SOURCE (subscription required): http://www.prospect.org/web/page.ww?section=root&name=ViewPrint&articleId=8345
AHIP Survey Shows Wide Support for HSAs
On the other hand, a survey sponsored by America’s Health Insurance Plans (AHIP) finds that 71% of Americans have a favorable opinion of HSAs, including 67% of Democrats and 62% of self-described liberals, while only 22% have an unfavorable opinion. This is despite the fact that 68% of the people who already have coverage on their jobs expressed satisfaction with their current coverage. The respondents responded especially favorably to the roll over of unused balances (91% favorable), and the tax-free nature of the accounts (81%). Other attributes cited by over 70% of the respondents were personal control, choice, and lower cost. AHIP president Karen Ignani said, “Although HSAs are still in the earliest stage of development, many consumers clearly indicate this new approach offers new opportunities that they will closely consider.”
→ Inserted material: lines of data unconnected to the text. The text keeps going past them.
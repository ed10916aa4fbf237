//! Drive data model
//!
//! Entries are identified by an opaque `id`. The `path` field is a derived,
//! cache-only view filled in by the resolver and matcher; it is never used as
//! a key.

use std::fmt;

use serde::{Deserialize, Serialize};

/// Root sentinel of the personal space
pub const PERSONAL_ROOT_ID: &str = "-11";

/// Root sentinel of a family (shared) space
pub const FAMILY_ROOT_ID: &str = "-12";

/// Default page size for listing requests
pub const DEFAULT_PAGE_SIZE: u32 = 200;

/// Whether an id denotes a space root rather than a real entry.
///
/// Real ids never start with `-`; an empty parent id is what the shared space
/// reports for top-level entries.
pub fn is_root_id(id: &str) -> bool {
    id.is_empty() || id.starts_with('-')
}

/// Storage space an operation addresses
#[derive(Debug, Clone, Copy, PartialEq, Eq, Hash, Serialize, Deserialize)]
#[serde(tag = "kind", rename_all = "lowercase")]
pub enum Space {
    /// The signed-in user's own drive
    Personal,
    /// A shared family drive
    Family { family_id: i64 },
}

impl Space {
    /// Root sentinel id of this space
    pub const fn root_id(&self) -> &'static str {
        match self {
            Space::Personal => PERSONAL_ROOT_ID,
            Space::Family { .. } => FAMILY_ROOT_ID,
        }
    }

    /// Family id, if this is a shared space
    pub const fn family_id(&self) -> Option<i64> {
        match self {
            Space::Personal => None,
            Space::Family { family_id } => Some(*family_id),
        }
    }
}

impl fmt::Display for Space {
    fn fmt(&self, f: &mut fmt::Formatter<'_>) -> fmt::Result {
        match self {
            Space::Personal => write!(f, "personal"),
            Space::Family { family_id } => write!(f, "family:{family_id}"),
        }
    }
}

/// One file or folder record
#[derive(Debug, Clone, PartialEq, Eq, Serialize, Deserialize)]
pub struct Entry {
    /// Opaque entry id
    pub id: String,

    /// Id of the containing folder
    pub parent_id: String,

    /// Entry name
    pub name: String,

    /// Whether this is a folder
    pub is_folder: bool,

    /// Size in bytes (0 for folders)
    pub size: u64,

    /// Uppercase hex MD5 of the content, empty for folders
    #[serde(default, skip_serializing_if = "String::is_empty")]
    pub md5: String,

    /// Absolute path, filled in by resolution; not authoritative
    #[serde(default, skip_serializing_if = "String::is_empty")]
    pub path: String,

    /// Number of children reported for folders
    #[serde(default)]
    pub child_count: u32,

    /// Last modification time
    #[serde(default, skip_serializing_if = "Option::is_none")]
    pub modified: Option<jiff::Timestamp>,
}

impl Entry {
    /// Create a file entry
    pub fn file(
        id: impl Into<String>,
        parent_id: impl Into<String>,
        name: impl Into<String>,
        size: u64,
        md5: impl Into<String>,
    ) -> Self {
        Self {
            id: id.into(),
            parent_id: parent_id.into(),
            name: name.into(),
            is_folder: false,
            size,
            md5: md5.into(),
            path: String::new(),
            child_count: 0,
            modified: None,
        }
    }

    /// Create a folder entry
    pub fn folder(
        id: impl Into<String>,
        parent_id: impl Into<String>,
        name: impl Into<String>,
    ) -> Self {
        Self {
            id: id.into(),
            parent_id: parent_id.into(),
            name: name.into(),
            is_folder: true,
            size: 0,
            md5: String::new(),
            path: String::new(),
            child_count: 0,
            modified: None,
        }
    }

    /// The root sentinel entry of a space
    pub fn root(space: &Space) -> Self {
        let mut root = Self::folder(space.root_id(), "", "/");
        root.path = "/".to_string();
        root
    }

    /// Whether this entry is a space root
    pub fn is_root(&self) -> bool {
        is_root_id(&self.id)
    }

    /// Human-readable size
    pub fn size_human(&self) -> String {
        humansize::format_size(self.size, humansize::BINARY)
    }
}

impl fmt::Display for Entry {
    fn fmt(&self, f: &mut fmt::Formatter<'_>) -> fmt::Result {
        let kind = if self.is_folder { "folder" } else { "file" };
        let shown = if self.path.is_empty() {
            &self.name
        } else {
            &self.path
        };
        write!(f, "{shown} ({kind}, id {})", self.id)
    }
}

/// Sort key for listing requests
#[derive(Debug, Clone, Copy, Default, PartialEq, Eq, Serialize, Deserialize)]
#[serde(rename_all = "lowercase")]
pub enum OrderBy {
    #[default]
    Name,
    Size,
    Time,
}

/// Options shared by every listing call
#[derive(Debug, Clone, Copy, PartialEq, Eq)]
pub struct ListOptions {
    pub order_by: OrderBy,
    pub descending: bool,
    /// Entries per page; 0 means [`DEFAULT_PAGE_SIZE`]
    pub page_size: u32,
}

impl Default for ListOptions {
    fn default() -> Self {
        Self {
            order_by: OrderBy::Name,
            descending: false,
            page_size: DEFAULT_PAGE_SIZE,
        }
    }
}

impl ListOptions {
    /// Page size with the zero default applied
    pub fn effective_page_size(&self) -> u32 {
        if self.page_size == 0 {
            DEFAULT_PAGE_SIZE
        } else {
            self.page_size
        }
    }
}

/// A single "list children" request
#[derive(Debug, Clone, PartialEq, Eq)]
pub struct PageRequest {
    pub parent_id: String,
    /// 1-based page number
    pub page_number: u32,
    pub page_size: u32,
    pub order_by: OrderBy,
    pub descending: bool,
}

/// One page of a folder listing
///
/// The service returns folders and files as separate sub-lists.
#[derive(Debug, Clone, Default, PartialEq, Eq)]
pub struct ListingPage {
    pub parent_id: String,
    pub page_number: u32,
    pub page_size: u32,
    /// Total number of children across all pages
    pub total_count: u64,
    pub folders: Vec<Entry>,
    pub files: Vec<Entry>,
}

impl ListingPage {
    /// Number of entries on this page
    pub fn len(&self) -> usize {
        self.folders.len() + self.files.len()
    }

    pub fn is_empty(&self) -> bool {
        self.len() == 0
    }

    /// Entries in page order: folders first, then files
    pub fn into_entries(self) -> Vec<Entry> {
        let mut entries = self.folders;
        entries.extend(self.files);
        entries
    }
}

/// Totals over a listing
#[derive(Debug, Clone, Copy, Default, PartialEq, Eq, Serialize)]
pub struct ListingSummary {
    pub files: u64,
    pub folders: u64,
    pub total_size: u64,
}

impl ListingSummary {
    pub fn of(entries: &[Entry]) -> Self {
        entries.iter().fold(Self::default(), |mut acc, e| {
            if e.is_folder {
                acc.folders += 1;
            } else {
                acc.files += 1;
            }
            acc.total_size += e.size;
            acc
        })
    }
}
Small Employers Desperate for Relief
The fact is that HSAs are coming along just in time to help both employers and employees manage their health care costs. “The New York Times” ran an article by Eve Tahmincioglu on “tackling the high cost of health benefits.” She cites a small business in Massachusetts that raised deductibles from $500 to $1,000 and then made $500 available to anyone “who actually ended up in the hospital.” The owner figures he saved so much in premium that he will break even if 16 of his 17 employees need the $500. Another company, an independent record label in Los Angeles, dropped its coverage because the monthly premium went from $89 per employee in 2001 to $150 this year. The article says a June membership survey by NFIB found that 65.6% of responders think health care costs are a “critical” issue. The author mentions HSAs as a promising answer, but also mentions that Senator Kerry has proposed corporate tax credits if they will insure low to moderate income workers, and some states are trying out programs like Maine’s Dirigo Health Plan.
HSAs Coming On-Line in Tennessee
The Tennessee Blue Cross plan has just announced it will be making five versions of HSAs available beginning October 1, according to an article in the “Chattanooga Times Free Press.” Vice President Linda Andreae says, “the HSA creates a new opportunity for employers of any size to reduce their health care costs and make their employees more responsible health care consumers. On the flip side, HSAs allow individual employees to plan and save for future medical expenses and help offset the costs of a high deductible health plan. Other companies, including Cigna, United Healthcare, and John Deere, are expected to begin offering HSA coverage in January.